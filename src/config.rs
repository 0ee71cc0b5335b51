//! Environment-driven configuration, read once at process startup.
//!
//! Mirrors the teacher's `RateLimitConfig::from_env()` pattern: defaults
//! baked in, overridden by environment variables, parsed eagerly so a
//! misconfigured deployment fails at boot rather than mid-request.

use std::env;

#[derive(Debug, Clone)]
pub struct Config {
    pub mongodb_url: String,
    pub database_name: String,
    pub backend_url: String,
    pub gateway_port: u16,
    pub whatsapp_server_url: String,
    pub default_llm: DefaultLlmConfig,
}

#[derive(Debug, Clone)]
pub struct DefaultLlmConfig {
    pub provider: String,
    pub high_model: String,
    pub low_model: String,
    pub temperature: f32,
    pub reasoning_effort: String,
    pub api_key_source: ApiKeySource,
}

#[derive(Debug, Clone, Copy, PartialEq, Eq)]
pub enum ApiKeySource {
    Environment,
    Explicit,
}

impl Config {
    pub fn from_env() -> Self {
        Config {
            mongodb_url: env::var("MONGODB_URL")
                .unwrap_or_else(|_| "mongodb://localhost:27017".to_string()),
            database_name: env::var("MONGODB_DATABASE")
                .unwrap_or_else(|_| "chatimposter".to_string()),
            backend_url: env::var("BACKEND_URL")
                .unwrap_or_else(|_| "http://127.0.0.1:8100".to_string()),
            gateway_port: env::var("GATEWAY_PORT")
                .ok()
                .and_then(|v| v.parse().ok())
                .unwrap_or(8000),
            whatsapp_server_url: env::var("WHATSAPP_SERVER_URL")
                .unwrap_or_else(|_| "http://127.0.0.1:3000".to_string()),
            default_llm: DefaultLlmConfig {
                provider: env::var("DEFAULT_LLM_PROVIDER").unwrap_or_else(|_| "openai".to_string()),
                high_model: env::var("DEFAULT_LLM_HIGH_MODEL")
                    .unwrap_or_else(|_| "gpt-4.1".to_string()),
                low_model: env::var("DEFAULT_LLM_LOW_MODEL")
                    .unwrap_or_else(|_| "gpt-4.1-mini".to_string()),
                temperature: env::var("DEFAULT_LLM_TEMPERATURE")
                    .ok()
                    .and_then(|v| v.parse().ok())
                    .unwrap_or(0.2),
                reasoning_effort: env::var("DEFAULT_LLM_REASONING_EFFORT")
                    .unwrap_or_else(|_| "medium".to_string()),
                api_key_source: match env::var("DEFAULT_LLM_API_KEY_SOURCE").as_deref() {
                    Ok("explicit") => ApiKeySource::Explicit,
                    _ => ApiKeySource::Environment,
                },
            },
        }
    }
}

/// JSON-schema-shaped metadata for an LLM provider configuration, mirroring
/// the `oneOf` patch the original UI derives from the pydantic model:
/// `environment` drops `api_key`, `explicit` requires it.
pub fn llm_provider_config_schema() -> serde_json::Value {
    serde_json::json!({
        "type": "object",
        "properties": {
            "provider_name": { "type": "string" },
            "model": { "type": "string" },
            "temperature": { "type": "number" },
            "reasoning_effort": { "type": "string" },
            "api_key_source": { "type": "string", "enum": ["environment", "explicit"] },
        },
        "required": ["provider_name", "model", "api_key_source"],
        "oneOf": [
            {
                "properties": { "api_key_source": { "const": "environment" } },
                "not": { "required": ["api_key"] }
            },
            {
                "properties": { "api_key_source": { "const": "explicit" } },
                "required": ["api_key"]
            }
        ]
    })
}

Exercise prompt:
Scan the material for "const" and copy the lines that hold it.

Solution:
                "properties": { "api_key_source": { "const": "environment" } },
                "properties": { "api_key_source": { "const": "explicit" } },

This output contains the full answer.